*** Block opens ***
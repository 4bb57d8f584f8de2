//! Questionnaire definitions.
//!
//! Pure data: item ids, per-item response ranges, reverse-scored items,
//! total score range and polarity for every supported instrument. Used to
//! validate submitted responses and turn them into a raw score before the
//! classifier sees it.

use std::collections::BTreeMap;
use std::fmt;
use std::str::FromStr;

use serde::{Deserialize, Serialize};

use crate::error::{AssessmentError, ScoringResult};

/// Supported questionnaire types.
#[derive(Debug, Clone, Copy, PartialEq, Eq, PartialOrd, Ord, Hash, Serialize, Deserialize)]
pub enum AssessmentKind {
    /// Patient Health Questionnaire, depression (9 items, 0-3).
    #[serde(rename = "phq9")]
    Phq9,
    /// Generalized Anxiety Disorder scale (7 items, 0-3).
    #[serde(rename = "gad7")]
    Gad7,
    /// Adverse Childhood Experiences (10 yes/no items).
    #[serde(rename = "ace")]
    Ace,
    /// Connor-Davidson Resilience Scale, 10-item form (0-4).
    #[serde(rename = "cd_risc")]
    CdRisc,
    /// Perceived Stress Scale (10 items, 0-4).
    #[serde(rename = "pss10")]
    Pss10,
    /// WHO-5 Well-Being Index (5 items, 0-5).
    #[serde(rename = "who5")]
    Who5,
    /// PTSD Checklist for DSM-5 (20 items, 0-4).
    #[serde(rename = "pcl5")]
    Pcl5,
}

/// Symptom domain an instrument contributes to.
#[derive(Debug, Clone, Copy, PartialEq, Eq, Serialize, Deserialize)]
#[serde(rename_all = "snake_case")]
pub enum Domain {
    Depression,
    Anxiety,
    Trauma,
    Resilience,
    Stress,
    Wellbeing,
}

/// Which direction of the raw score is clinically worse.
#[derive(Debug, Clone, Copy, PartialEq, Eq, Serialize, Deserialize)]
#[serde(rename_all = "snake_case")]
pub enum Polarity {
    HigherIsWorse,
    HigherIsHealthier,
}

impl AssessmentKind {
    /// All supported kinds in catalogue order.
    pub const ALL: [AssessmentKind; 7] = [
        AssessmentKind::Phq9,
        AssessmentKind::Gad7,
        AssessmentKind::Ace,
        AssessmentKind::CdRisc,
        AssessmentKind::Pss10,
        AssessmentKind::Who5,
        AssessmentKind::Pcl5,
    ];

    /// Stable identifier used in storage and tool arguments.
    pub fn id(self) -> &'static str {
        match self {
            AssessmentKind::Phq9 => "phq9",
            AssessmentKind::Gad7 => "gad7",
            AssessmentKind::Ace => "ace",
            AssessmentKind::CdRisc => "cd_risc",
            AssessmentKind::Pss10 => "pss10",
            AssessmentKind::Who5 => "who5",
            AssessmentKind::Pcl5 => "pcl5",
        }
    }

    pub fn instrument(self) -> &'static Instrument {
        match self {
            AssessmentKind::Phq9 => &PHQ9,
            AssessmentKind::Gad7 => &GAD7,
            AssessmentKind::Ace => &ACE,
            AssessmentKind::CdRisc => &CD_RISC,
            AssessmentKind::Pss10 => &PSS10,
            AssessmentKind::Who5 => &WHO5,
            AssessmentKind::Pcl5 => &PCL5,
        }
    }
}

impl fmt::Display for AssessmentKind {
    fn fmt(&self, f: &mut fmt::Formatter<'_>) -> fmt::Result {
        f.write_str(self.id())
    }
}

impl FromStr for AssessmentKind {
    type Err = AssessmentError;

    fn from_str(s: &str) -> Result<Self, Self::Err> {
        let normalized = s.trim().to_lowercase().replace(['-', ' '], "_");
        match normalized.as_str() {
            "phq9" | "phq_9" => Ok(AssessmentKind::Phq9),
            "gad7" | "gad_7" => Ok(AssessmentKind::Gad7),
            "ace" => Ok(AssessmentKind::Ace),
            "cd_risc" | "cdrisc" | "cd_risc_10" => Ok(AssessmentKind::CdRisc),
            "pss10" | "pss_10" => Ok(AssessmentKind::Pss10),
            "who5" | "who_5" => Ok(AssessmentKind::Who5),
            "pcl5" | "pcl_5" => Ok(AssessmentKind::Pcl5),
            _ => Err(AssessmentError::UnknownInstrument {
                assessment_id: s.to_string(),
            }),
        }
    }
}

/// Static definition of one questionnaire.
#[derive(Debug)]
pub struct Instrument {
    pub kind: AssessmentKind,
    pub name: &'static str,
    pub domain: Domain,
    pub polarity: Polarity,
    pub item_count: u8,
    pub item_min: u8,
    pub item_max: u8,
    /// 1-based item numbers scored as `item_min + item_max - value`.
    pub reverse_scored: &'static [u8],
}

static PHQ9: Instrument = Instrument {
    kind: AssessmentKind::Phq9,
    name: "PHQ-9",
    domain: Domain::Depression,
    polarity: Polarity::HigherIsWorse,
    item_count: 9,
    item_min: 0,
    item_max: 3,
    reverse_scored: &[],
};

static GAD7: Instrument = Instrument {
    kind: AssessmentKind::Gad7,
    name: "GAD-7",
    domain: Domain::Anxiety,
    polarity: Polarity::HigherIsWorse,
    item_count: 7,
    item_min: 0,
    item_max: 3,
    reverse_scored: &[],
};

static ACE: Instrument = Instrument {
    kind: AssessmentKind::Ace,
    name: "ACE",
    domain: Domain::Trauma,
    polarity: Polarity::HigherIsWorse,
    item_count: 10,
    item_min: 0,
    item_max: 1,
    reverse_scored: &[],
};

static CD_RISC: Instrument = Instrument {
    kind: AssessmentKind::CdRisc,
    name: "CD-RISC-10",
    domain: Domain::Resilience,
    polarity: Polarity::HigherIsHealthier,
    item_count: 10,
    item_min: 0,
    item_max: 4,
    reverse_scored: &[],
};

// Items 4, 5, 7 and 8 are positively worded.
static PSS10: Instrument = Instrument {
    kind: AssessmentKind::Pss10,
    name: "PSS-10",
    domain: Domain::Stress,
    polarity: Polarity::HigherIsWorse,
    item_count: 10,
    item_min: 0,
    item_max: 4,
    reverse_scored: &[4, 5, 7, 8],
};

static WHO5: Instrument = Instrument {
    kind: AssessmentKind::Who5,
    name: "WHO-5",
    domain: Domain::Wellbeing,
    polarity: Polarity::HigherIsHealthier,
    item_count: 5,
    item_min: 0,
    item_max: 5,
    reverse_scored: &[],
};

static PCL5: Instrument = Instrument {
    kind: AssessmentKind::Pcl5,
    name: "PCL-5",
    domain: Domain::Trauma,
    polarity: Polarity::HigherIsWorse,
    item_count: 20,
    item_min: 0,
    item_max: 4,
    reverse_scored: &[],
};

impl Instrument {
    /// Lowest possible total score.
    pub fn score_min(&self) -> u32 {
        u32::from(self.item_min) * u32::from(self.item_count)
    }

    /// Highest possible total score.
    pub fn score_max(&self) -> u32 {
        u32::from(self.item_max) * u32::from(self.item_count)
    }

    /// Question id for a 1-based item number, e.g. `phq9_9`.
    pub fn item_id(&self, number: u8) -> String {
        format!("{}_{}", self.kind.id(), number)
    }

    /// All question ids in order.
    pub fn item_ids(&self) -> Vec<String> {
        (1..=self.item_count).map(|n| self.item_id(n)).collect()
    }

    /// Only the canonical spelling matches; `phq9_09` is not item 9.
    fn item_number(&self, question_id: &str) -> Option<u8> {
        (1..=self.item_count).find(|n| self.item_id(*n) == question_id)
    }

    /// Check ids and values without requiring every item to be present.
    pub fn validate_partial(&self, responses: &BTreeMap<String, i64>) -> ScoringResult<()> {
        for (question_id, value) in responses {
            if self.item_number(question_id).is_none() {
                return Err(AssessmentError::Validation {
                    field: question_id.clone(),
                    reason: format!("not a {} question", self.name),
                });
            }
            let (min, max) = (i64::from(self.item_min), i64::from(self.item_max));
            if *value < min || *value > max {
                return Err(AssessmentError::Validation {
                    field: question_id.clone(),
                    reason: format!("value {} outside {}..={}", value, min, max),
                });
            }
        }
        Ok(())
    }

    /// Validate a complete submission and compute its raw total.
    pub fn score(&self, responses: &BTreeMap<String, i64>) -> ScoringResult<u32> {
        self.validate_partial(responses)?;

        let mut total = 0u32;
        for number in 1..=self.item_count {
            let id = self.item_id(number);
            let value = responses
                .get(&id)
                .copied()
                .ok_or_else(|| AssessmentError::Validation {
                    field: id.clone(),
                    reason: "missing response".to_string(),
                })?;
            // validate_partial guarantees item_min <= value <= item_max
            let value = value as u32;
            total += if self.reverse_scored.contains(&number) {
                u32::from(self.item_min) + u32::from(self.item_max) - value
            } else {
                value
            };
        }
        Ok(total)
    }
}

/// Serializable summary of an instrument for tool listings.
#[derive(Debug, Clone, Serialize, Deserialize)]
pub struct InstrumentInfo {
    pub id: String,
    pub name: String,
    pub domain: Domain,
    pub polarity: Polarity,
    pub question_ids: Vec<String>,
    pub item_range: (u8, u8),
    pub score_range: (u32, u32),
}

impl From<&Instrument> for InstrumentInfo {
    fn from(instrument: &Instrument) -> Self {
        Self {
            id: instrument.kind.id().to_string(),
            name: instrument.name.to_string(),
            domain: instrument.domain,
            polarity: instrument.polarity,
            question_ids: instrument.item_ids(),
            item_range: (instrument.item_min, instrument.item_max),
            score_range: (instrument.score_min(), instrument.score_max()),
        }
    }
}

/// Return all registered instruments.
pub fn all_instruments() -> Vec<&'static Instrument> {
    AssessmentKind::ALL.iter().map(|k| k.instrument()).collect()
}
*** Block closes ***
• _Work item_
Take the lines from the first line of the records through the line holding "score before the", both included, and please reproduce them exactly with nothing added.

• _Solution below_
repository 4bb57d8f584f8de2
//! Questionnaire definitions.
//!
//! Pure data: item ids, per-item response ranges, reverse-scored items,
//! total score range and polarity for every supported instrument. Used to
//! validate submitted responses and turn them into a raw score before the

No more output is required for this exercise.